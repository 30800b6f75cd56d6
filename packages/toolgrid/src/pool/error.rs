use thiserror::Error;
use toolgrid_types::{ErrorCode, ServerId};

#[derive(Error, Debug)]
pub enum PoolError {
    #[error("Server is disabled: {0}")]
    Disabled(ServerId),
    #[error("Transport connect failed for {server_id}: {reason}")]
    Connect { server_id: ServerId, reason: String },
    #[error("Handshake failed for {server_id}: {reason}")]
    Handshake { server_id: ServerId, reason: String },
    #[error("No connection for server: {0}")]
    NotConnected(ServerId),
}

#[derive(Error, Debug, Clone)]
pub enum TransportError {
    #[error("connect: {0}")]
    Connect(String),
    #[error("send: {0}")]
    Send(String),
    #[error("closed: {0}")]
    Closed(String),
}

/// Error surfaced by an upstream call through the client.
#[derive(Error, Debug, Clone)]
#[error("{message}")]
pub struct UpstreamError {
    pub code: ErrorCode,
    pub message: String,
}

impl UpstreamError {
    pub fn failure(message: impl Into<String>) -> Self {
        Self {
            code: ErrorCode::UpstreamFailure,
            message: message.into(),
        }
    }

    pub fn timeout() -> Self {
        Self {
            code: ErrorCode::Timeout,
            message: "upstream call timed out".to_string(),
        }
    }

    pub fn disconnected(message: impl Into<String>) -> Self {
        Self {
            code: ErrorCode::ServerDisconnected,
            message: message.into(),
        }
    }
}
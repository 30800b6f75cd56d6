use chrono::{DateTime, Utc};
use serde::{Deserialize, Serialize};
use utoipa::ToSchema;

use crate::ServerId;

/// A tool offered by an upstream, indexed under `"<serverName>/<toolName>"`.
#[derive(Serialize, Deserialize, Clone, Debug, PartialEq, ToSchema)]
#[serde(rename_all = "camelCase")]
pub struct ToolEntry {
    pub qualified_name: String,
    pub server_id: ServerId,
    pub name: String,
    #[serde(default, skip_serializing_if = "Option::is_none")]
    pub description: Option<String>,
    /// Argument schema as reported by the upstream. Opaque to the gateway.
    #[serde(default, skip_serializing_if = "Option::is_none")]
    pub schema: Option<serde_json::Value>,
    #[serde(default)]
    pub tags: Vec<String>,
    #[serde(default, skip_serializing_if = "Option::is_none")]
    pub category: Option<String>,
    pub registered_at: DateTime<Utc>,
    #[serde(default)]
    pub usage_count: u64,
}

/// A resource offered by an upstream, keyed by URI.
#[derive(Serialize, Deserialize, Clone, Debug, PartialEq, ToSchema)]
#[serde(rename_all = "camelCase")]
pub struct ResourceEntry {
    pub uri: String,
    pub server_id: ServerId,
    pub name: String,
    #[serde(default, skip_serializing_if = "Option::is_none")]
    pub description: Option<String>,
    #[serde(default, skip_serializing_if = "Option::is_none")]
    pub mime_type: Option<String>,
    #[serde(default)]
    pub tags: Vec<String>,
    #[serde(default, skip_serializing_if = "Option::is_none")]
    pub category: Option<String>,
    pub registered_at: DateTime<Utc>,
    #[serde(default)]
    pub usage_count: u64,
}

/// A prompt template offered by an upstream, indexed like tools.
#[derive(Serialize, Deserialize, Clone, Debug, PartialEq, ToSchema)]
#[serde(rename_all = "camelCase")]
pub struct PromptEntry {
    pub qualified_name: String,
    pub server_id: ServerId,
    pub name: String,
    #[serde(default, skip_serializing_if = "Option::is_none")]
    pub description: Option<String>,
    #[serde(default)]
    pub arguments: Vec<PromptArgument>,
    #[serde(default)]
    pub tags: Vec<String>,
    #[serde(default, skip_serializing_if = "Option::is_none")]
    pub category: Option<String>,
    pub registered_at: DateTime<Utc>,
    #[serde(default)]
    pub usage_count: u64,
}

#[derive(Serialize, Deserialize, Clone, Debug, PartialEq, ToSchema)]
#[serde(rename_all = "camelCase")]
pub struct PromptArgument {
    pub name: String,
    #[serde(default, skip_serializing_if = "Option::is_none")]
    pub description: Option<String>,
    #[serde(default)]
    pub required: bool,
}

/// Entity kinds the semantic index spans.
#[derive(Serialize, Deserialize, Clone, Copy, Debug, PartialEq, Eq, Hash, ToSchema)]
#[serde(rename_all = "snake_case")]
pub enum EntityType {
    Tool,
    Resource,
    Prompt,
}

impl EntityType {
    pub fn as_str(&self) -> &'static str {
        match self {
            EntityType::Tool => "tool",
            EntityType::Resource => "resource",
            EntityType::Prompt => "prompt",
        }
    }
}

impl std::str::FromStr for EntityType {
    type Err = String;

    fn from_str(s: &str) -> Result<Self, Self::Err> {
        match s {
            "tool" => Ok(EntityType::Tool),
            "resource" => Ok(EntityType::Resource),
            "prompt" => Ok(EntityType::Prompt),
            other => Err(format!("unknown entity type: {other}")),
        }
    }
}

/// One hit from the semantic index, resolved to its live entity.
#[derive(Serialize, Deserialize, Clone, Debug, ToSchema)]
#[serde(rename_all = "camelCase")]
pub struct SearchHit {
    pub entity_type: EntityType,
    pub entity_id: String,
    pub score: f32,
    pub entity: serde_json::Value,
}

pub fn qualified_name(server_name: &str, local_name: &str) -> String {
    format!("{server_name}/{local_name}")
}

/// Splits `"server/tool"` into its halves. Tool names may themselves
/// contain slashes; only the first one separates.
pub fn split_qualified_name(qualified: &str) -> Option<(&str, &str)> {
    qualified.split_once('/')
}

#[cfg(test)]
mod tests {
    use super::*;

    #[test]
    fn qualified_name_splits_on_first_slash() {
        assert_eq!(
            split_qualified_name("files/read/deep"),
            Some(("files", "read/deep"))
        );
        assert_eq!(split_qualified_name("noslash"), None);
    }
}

==================================================

Exercise aim:
Would you write down every record again, exactly?

Completed task:
repository 30800b6f75cd56d6
filename packages/toolgrid/src/pool/error.rs
use thiserror::Error;
use toolgrid_types::{ErrorCode, ServerId};

#[derive(Error, Debug)]
pub enum PoolError {
    #[error("Server is disabled: {0}")]
    Disabled(ServerId),
    #[error("Transport connect failed for {server_id}: {reason}")]
    Connect { server_id: ServerId, reason: String },
    #[error("Handshake failed for {server_id}: {reason}")]
    Handshake { server_id: ServerId, reason: String },
    #[error("No connection for server: {0}")]
    NotConnected(ServerId),
}

#[derive(Error, Debug, Clone)]
pub enum TransportError {
    #[error("connect: {0}")]
    Connect(String),
    #[error("send: {0}")]
    Send(String),
    #[error("closed: {0}")]
    Closed(String),
}

/// Error surfaced by an upstream call through the client.
#[derive(Error, Debug, Clone)]
#[error("{message}")]
pub struct UpstreamError {
    pub code: ErrorCode,
    pub message: String,
}

impl UpstreamError {
    pub fn failure(message: impl Into<String>) -> Self {
        Self {
            code: ErrorCode::UpstreamFailure,
            message: message.into(),
        }
    }

    pub fn timeout() -> Self {
        Self {
            code: ErrorCode::Timeout,
            message: "upstream call timed out".to_string(),
        }
    }

    pub fn disconnected(message: impl Into<String>) -> Self {
        Self {
            code: ErrorCode::ServerDisconnected,
            message: message.into(),
        }
    }
}
repository 30800b6f75cd56d6
use chrono::{DateTime, Utc};
use serde::{Deserialize, Serialize};
use utoipa::ToSchema;

use crate::ServerId;

/// A tool offered by an upstream, indexed under `"<serverName>/<toolName>"`.
#[derive(Serialize, Deserialize, Clone, Debug, PartialEq, ToSchema)]
#[serde(rename_all = "camelCase")]
pub struct ToolEntry {
    pub qualified_name: String,
    pub server_id: ServerId,
    pub name: String,
    #[serde(default, skip_serializing_if = "Option::is_none")]
    pub description: Option<String>,
    /// Argument schema as reported by the upstream. Opaque to the gateway.
    #[serde(default, skip_serializing_if = "Option::is_none")]
    pub schema: Option<serde_json::Value>,
    #[serde(default)]
    pub tags: Vec<String>,
    #[serde(default, skip_serializing_if = "Option::is_none")]
    pub category: Option<String>,
    pub registered_at: DateTime<Utc>,
    #[serde(default)]
    pub usage_count: u64,
}

/// A resource offered by an upstream, keyed by URI.
#[derive(Serialize, Deserialize, Clone, Debug, PartialEq, ToSchema)]
#[serde(rename_all = "camelCase")]
pub struct ResourceEntry {
    pub uri: String,
    pub server_id: ServerId,
    pub name: String,
    #[serde(default, skip_serializing_if = "Option::is_none")]
    pub description: Option<String>,
    #[serde(default, skip_serializing_if = "Option::is_none")]
    pub mime_type: Option<String>,
    #[serde(default)]
    pub tags: Vec<String>,
    #[serde(default, skip_serializing_if = "Option::is_none")]
    pub category: Option<String>,
    pub registered_at: DateTime<Utc>,
    #[serde(default)]
    pub usage_count: u64,
}

/// A prompt template offered by an upstream, indexed like tools.
#[derive(Serialize, Deserialize, Clone, Debug, PartialEq, ToSchema)]
#[serde(rename_all = "camelCase")]
pub struct PromptEntry {
    pub qualified_name: String,
    pub server_id: ServerId,
    pub name: String,
    #[serde(default, skip_serializing_if = "Option::is_none")]
    pub description: Option<String>,
    #[serde(default)]
    pub arguments: Vec<PromptArgument>,
    #[serde(default)]
    pub tags: Vec<String>,
    #[serde(default, skip_serializing_if = "Option::is_none")]
    pub category: Option<String>,
    pub registered_at: DateTime<Utc>,
    #[serde(default)]
    pub usage_count: u64,
}

#[derive(Serialize, Deserialize, Clone, Debug, PartialEq, ToSchema)]
#[serde(rename_all = "camelCase")]
pub struct PromptArgument {
    pub name: String,
    #[serde(default, skip_serializing_if = "Option::is_none")]
    pub description: Option<String>,
    #[serde(default)]
    pub required: bool,
}

/// Entity kinds the semantic index spans.
#[derive(Serialize, Deserialize, Clone, Copy, Debug, PartialEq, Eq, Hash, ToSchema)]
#[serde(rename_all = "snake_case")]
pub enum EntityType {
    Tool,
    Resource,
    Prompt,
}

impl EntityType {
    pub fn as_str(&self) -> &'static str {
        match self {
            EntityType::Tool => "tool",
            EntityType::Resource => "resource",
            EntityType::Prompt => "prompt",
        }
    }
}

impl std::str::FromStr for EntityType {
    type Err = String;

    fn from_str(s: &str) -> Result<Self, Self::Err> {
        match s {
            "tool" => Ok(EntityType::Tool),
            "resource" => Ok(EntityType::Resource),
            "prompt" => Ok(EntityType::Prompt),
            other => Err(format!("unknown entity type: {other}")),
        }
    }
}

/// One hit from the semantic index, resolved to its live entity.
#[derive(Serialize, Deserialize, Clone, Debug, ToSchema)]
#[serde(rename_all = "camelCase")]
pub struct SearchHit {
    pub entity_type: EntityType,
    pub entity_id: String,
    pub score: f32,
    pub entity: serde_json::Value,
}

pub fn qualified_name(server_name: &str, local_name: &str) -> String {
    format!("{server_name}/{local_name}")
}

/// Splits `"server/tool"` into its halves. Tool names may themselves
/// contain slashes; only the first one separates.
pub fn split_qualified_name(qualified: &str) -> Option<(&str, &str)> {
    qualified.split_once('/')
}

#[cfg(test)]
mod tests {
    use super::*;

    #[test]
    fn qualified_name_splits_on_first_slash() {
        assert_eq!(
            split_qualified_name("files/read/deep"),
            Some(("files", "read/deep"))
        );
        assert_eq!(split_qualified_name("noslash"), None);
    }
}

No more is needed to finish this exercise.